Das ist der Mensch: das so gewordene Wesen. Geboren, aus Gutem und Bösem zusammengeflochten, unwissend und unschuldig, mit aller Möglichkeit zu lernen, zu erkennen, zu lieben, sich zu formen, Weg zu bahnen und erfüllt zu werden, wenn er geliebt und gefördert wird. 
 Das ist das Leben: der so gegangene Weg, die Schule des Charakters, mit allem Guten und allem Schlechten. Er ist nicht verdammt, hier oder dort zu enden. Aber stellen muss er sich, in sich blicken und nichts mehr verlagern auf Teufel, Dämonen oder andere Menschen, Hirten, Befehlshaber oder Regenten. Sondern das ist Lernen, echte Bildung und Selbstliebe, dass man ernsthaft in sich schaut, Gedanken und Gefühle ausmacht, tief nachsinnt, Erfahrungen sammelt, das Gute bewahrt, Sinnlichkeit genießt, für Leib, Seele und Geist verantwortlich ist und dankbar für alles. Und wo Erkenntnis ist, da wird Liebe.
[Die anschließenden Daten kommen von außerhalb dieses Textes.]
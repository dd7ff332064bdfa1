//! Random number generation.
//!
//! For most purposes in Arti, we use one of two random number generators:
//!  - `rand::rng()` (formerly called `rand::thread_rng()`, up till rand 0.9)
//!  - The [`CautiousRng`] implemented here.
//!
//! [`CautiousRng`] should be used whenever we are generating
//! a medium- or long-term cryptographic key:
//! one that will be stored to disk, or used for more than a single communication.
//! It is slower than [`rand::rng()`],
//! but is more robust against several kinds of failure.
//
// Note: Although we want to use CautiousRng
// whenever we generate a medium- or long-term key,
// we do not consider it a major
// security hole if we use rand::rng() instead:
// CautiousRng is a defense-in-depth mechanism.

use digest::{ExtendableOutput, Update};

use rand_core::TryRngCore;
use sha3::Shake256;
use zeroize::Zeroizing;

/// An exceptionally cautious wrapper for [`rand::OsRng`]
///
/// Ordinarily, one trusts `OsRng`.
/// But we want Arti to run on a wide variety of platforms,
/// and the chances of a bogus OsRng increases the more places we run.
/// This Rng combines OsRng with several other entropy sources,
/// in an attempt to reduce the likelihood of creating compromised keys.[^scary]
///
/// This Rng is slower than `OsRng`.
///
/// # Panics
///
/// This rng will panic if `OsRng` fails;
/// but that's the only sensible behavior for a cryptographic-heavy application like ours.
///
/// [^scary]: Who else remembers [CVE-2008-0166](https://www.cve.org/CVERecord?id=CVE-2008-0166)?
#[derive(Default)]
#[allow(clippy::exhaustive_structs)]
pub struct CautiousRng;

impl rand_core::RngCore for CautiousRng {
    fn next_u32(&mut self) -> u32 {
        let mut buf = Zeroizing::new([0_u8; 4]);
        self.fill_bytes(buf.as_mut());
        u32::from_le_bytes(*buf)
    }

    fn next_u64(&mut self) -> u64 {
        let mut buf = Zeroizing::new([0_u8; 8]);
        self.fill_bytes(buf.as_mut());
        u64::from_le_bytes(*buf)
    }

    fn fill_bytes(&mut self, dest: &mut [u8]) {
        let mut xof = Shake256::default();
        let mut buf = Zeroizing::new([0_u8; 32]);

        // According to some oldschool crypto wisdom,
        // provided by cryptographers wearing tinfoil hats,
        // when you're making a construction like this you should poll your RNGs
        // from least trusted to most-trusted,
        // in case one of the least trusted ones is secretly Pascal's Demon,
        // providing the input deliberately tuned to make your Shake256 output predictable.
        //
        // The idea is somewhat ludicrous, but we have to poll in _some_ order,
        // and just writing this code has put us into a world of tinfoil hats.

        #[cfg(any(target_arch = "x86", target_arch = "x86_64"))]
        if let Ok(mut rdrand) = rdrand::RdRand::new() {
            // We'll tolerate a failure from rdrand here.
            let _ignore_failure = rdrand.try_fill_bytes(buf.as_mut());
            xof.update(buf.as_ref());
        }
        // TODO: Consider using rndr on aarch64.

        #[cfg(not(target_arch = "wasm32"))]
        {
            if let Some(mut rng) = backup::backup_rng() {
                rng.fill_bytes(buf.as_mut());
                xof.update(buf.as_ref());
            }
        }

        rand::rng().fill_bytes(buf.as_mut());
        xof.update(buf.as_ref());

        rand_core::OsRng
            .try_fill_bytes(buf.as_mut())
            .expect("No strong entropy source was available: cannot proceed");
        xof.update(buf.as_ref());

        xof.finalize_xof_into(dest);
    }
}

impl rand_core::CryptoRng for CautiousRng {}

/// A backup RNG, independent of other known sources.
///
/// Not necessarily strong, but hopefully random enough to cause an attacker some trouble
/// in the event of catastrophic failure.
///
/// A failure from this RNG _does not_ cause a panic.
#[cfg(not(target_arch = "wasm32"))]
mod backup {

    use once_cell::sync::Lazy;
    use rand::{rngs::ReseedingRng, RngCore};
    use rand_chacha::ChaCha20Core;
    use std::sync::{Mutex, MutexGuard};

    /// The type we've chosen to use for our backup Rng.
    ///
    /// (We need to box this because the default JitterRng is unnameable.)
    ///
    /// We use JitterRng to reseed a ChaCha20 core
    /// because it is potentially _very_ slow.
    type BackupRng = ReseedingRng<ChaCha20Core, Box<dyn RngCore + Send>>;

    /// Static instance of our BackupRng; None if we failed to construct one.
    static JITTER_BACKUP: Lazy<Option<Mutex<BackupRng>>> = Lazy::new(new_backup_rng);

    /// Construct a new instance of our backup Rng;
    /// return None on failure.
    fn new_backup_rng() -> Option<Mutex<BackupRng>> {
        let jitter = rand_jitter::JitterRng::new().ok()?;
        let jitter: Box<dyn RngCore + Send> = Box::new(jitter);
        let reseeding = ReseedingRng::new(1024, jitter).ok()?;
        Some(Mutex::new(reseeding))
    }

    /// Return a MutexGuard for our backup rng, or None if we couldn't construct one.
    pub(super) fn backup_rng() -> Option<MutexGuard<'static, BackupRng>> {
        JITTER_BACKUP
            .as_ref()
            .map(|mutex| mutex.lock().expect("lock poisoned"))
    }
}
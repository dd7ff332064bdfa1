//! Circuit purpose state machines for the introduction and rendezvous
//! protocols.
//!
//! This module only tracks *which state a circuit is logically in*; it does
//! not open, extend, or tear down circuits itself. Callers own an actual
//! circuit (however they represent one) and drive it through these purposes
//! as protocol events occur.

use tor_hscrypto::pk::{IntroPtAuthKey, OnionIdKey};
use tor_hscrypto::RendCookie;

/// Ephemeral ntor-handshake material carried by a rendezvous circuit's
/// identifier: the seed used to derive that circuit's relay crypto state,
/// and the peer's contribution to the handshake transcript.
#[derive(educe::Educe, Clone)]
#[educe(Debug)]
pub struct RendNtorHandshakeInfo {
    /// The shared seed this circuit's crypto layer was keyed from.
    #[educe(Debug(ignore))]
    pub seed: Vec<u8>,
}

/// A monotonic per-circuit stream identifier counter (§3 "Circuit
/// identifier": "a stream counter").
#[derive(Copy, Clone, Debug, Eq, PartialEq, derive_more::Display)]
pub struct StreamCounter(u16);

impl StreamCounter {
    /// A fresh counter with no streams opened yet.
    pub fn new() -> Self {
        StreamCounter(0)
    }

    /// Allocate and return the next stream id on this circuit.
    ///
    /// Only the circuit that owns this counter should call this: per §3
    /// this tag is "exclusively owned by the circuit; cloned for related
    /// bookkeeping never aliased mutably".
    pub fn next(&mut self) -> u16 {
        self.0 = self.0.wrapping_add(1);
        self.0
    }
}

impl Default for StreamCounter {
    fn default() -> Self {
        Self::new()
    }
}

/// The polymorphic tag attached to each origin circuit involved in
/// introduction or rendezvous, per §3 "Circuit identifier".
///
/// Every variant carries the service's identity public key. Intro variants
/// additionally carry the intro point's authentication key; rendezvous
/// variants carry the rendezvous cookie and the rendezvous ntor handshake
/// material. Every variant carries its own stream counter.
///
/// This type is meant to be exclusively owned by the circuit it identifies;
/// it may be cloned for bookkeeping (logging, indexing by service) but a
/// clone should never be mutated in place of the original.
#[derive(educe::Educe, Clone)]
#[educe(Debug)]
#[non_exhaustive]
pub enum CircuitIdentifier {
    /// A client's circuit to an introduction point.
    IntroClient {
        /// The service being introduced to.
        service_id: OnionIdKey,
        /// The intro point's auth key, taken from the service descriptor.
        auth_key: IntroPtAuthKey,
        /// This circuit's stream counter.
        stream_ctr: StreamCounter,
    },
    /// A service's circuit to one of its introduction points.
    IntroService {
        /// This service's identity.
        service_id: OnionIdKey,
        /// The auth key this service is presenting at this intro point.
        auth_key: IntroPtAuthKey,
        /// This circuit's stream counter.
        stream_ctr: StreamCounter,
    },
    /// A client's circuit to a rendezvous point.
    RendezvousClient {
        /// The service this rendezvous circuit is meeting.
        service_id: OnionIdKey,
        /// The cookie this circuit was established with.
        #[educe(Debug(ignore))]
        cookie: RendCookie,
        /// The ntor handshake material for this circuit.
        ntor: RendNtorHandshakeInfo,
        /// This circuit's stream counter.
        stream_ctr: StreamCounter,
    },
    /// A service's circuit to a client's chosen rendezvous point.
    RendezvousService {
        /// This service's identity.
        service_id: OnionIdKey,
        /// The cookie the client named in its `INTRODUCE2`.
        #[educe(Debug(ignore))]
        cookie: RendCookie,
        /// The ntor handshake material for this circuit.
        ntor: RendNtorHandshakeInfo,
        /// This circuit's stream counter.
        stream_ctr: StreamCounter,
    },
}

impl CircuitIdentifier {
    /// The service identity public key carried by every variant.
    pub fn service_id(&self) -> &OnionIdKey {
        match self {
            CircuitIdentifier::IntroClient { service_id, .. }
            | CircuitIdentifier::IntroService { service_id, .. }
            | CircuitIdentifier::RendezvousClient { service_id, .. }
            | CircuitIdentifier::RendezvousService { service_id, .. } => service_id,
        }
    }

    /// Allocate the next stream id on this circuit.
    pub fn next_stream_id(&mut self) -> u16 {
        match self {
            CircuitIdentifier::IntroClient { stream_ctr, .. }
            | CircuitIdentifier::IntroService { stream_ctr, .. }
            | CircuitIdentifier::RendezvousClient { stream_ctr, .. }
            | CircuitIdentifier::RendezvousService { stream_ctr, .. } => stream_ctr.next(),
        }
    }
}

/// The purpose of a circuit a service has built, from the service's point of
/// view.
#[derive(Copy, Clone, Debug, Eq, PartialEq)]
#[non_exhaustive]
pub enum ServiceCircPurpose {
    /// We're in the process of sending `ESTABLISH_INTRO` on this circuit.
    EstablishIntro,
    /// The introduction point has acknowledged us; we're listening for
    /// `INTRODUCE2` cells.
    Intro,
    /// We're extending this circuit to a client's chosen rendezvous point.
    ConnectRend,
    /// The rendezvous handshake with a client has completed.
    RendJoined,
}

/// The purpose of a circuit a client has built, from the client's point of
/// view.
#[derive(Copy, Clone, Debug, Eq, PartialEq)]
#[non_exhaustive]
pub enum ClientCircPurpose {
    /// We're sending `INTRODUCE1` on this intro circuit.
    Introducing,
    /// `INTRODUCE1` has been sent; we're waiting for `INTRODUCE_ACK`.
    IntroduceAckWait,
    /// `INTRODUCE_ACK` reported success.
    IntroduceAcked,
    /// We're extending this rendezvous circuit and about to send
    /// `ESTABLISH_RENDEZVOUS`.
    EstablishRend,
    /// The rendezvous point acknowledged `ESTABLISH_RENDEZVOUS`.
    RendReady,
    /// The rendezvous point is ready, and our `INTRODUCE_ACK` also arrived
    /// successfully, but `RENDEZVOUS2` has not yet arrived.
    RendReadyIntroAcked,
    /// `RENDEZVOUS2` arrived and the ntor handshake completed; this circuit
    /// can now carry application streams.
    RendJoined,
}

impl ClientCircPurpose {
    /// Return the next state after a successful `INTRODUCE_ACK`, given
    /// whether the rendezvous point has already become ready.
    pub fn on_introduce_ack_success(self, rend_already_ready: bool) -> Self {
        if rend_already_ready {
            ClientCircPurpose::RendReadyIntroAcked
        } else {
            ClientCircPurpose::IntroduceAcked
        }
    }
}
 Und der Gott, den man ehrt? Ist er ein guter Geist, ist ihm an der Freiheit, Bildung, Erfüllung und Erlösung seiner Kinder gelegen, an Erkenntnis, tiefer Liebe und Beziehung, dann bewahre ihn. Ist ihm an Unterwerfung, blindem Gehorsam, Zerstörung und Ausrottung gelegen, an Angst, Erniedrigung und Kränkung, dann lass ihn.
 Auch das ist zu erkennen, tief ins Herz des Menschen geschrieben. Ein wunderbares, unergründliches Geheimnis.